• Stored data:
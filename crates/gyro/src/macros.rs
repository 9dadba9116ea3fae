#[macro_export]
macro_rules! impl_string_newtype {
    ($name:ty) => {
        impl $name {
            pub fn new(s: impl Into<String>) -> Self {
                Self(s.into())
            }

            pub fn as_str(&self) -> &str {
                &self.0
            }
        }
    };
}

• Work required: Reproduce all records exactly, without omissions.

• Written response:
filename crates/gyro/src/macros.rs
repository 9dadba9116ea3fae
#[macro_export]
macro_rules! impl_string_newtype {
    ($name:ty) => {
        impl $name {
            pub fn new(s: impl Into<String>) -> Self {
                Self(s.into())
            }

            pub fn as_str(&self) -> &str {
                &self.0
            }
        }
    };
}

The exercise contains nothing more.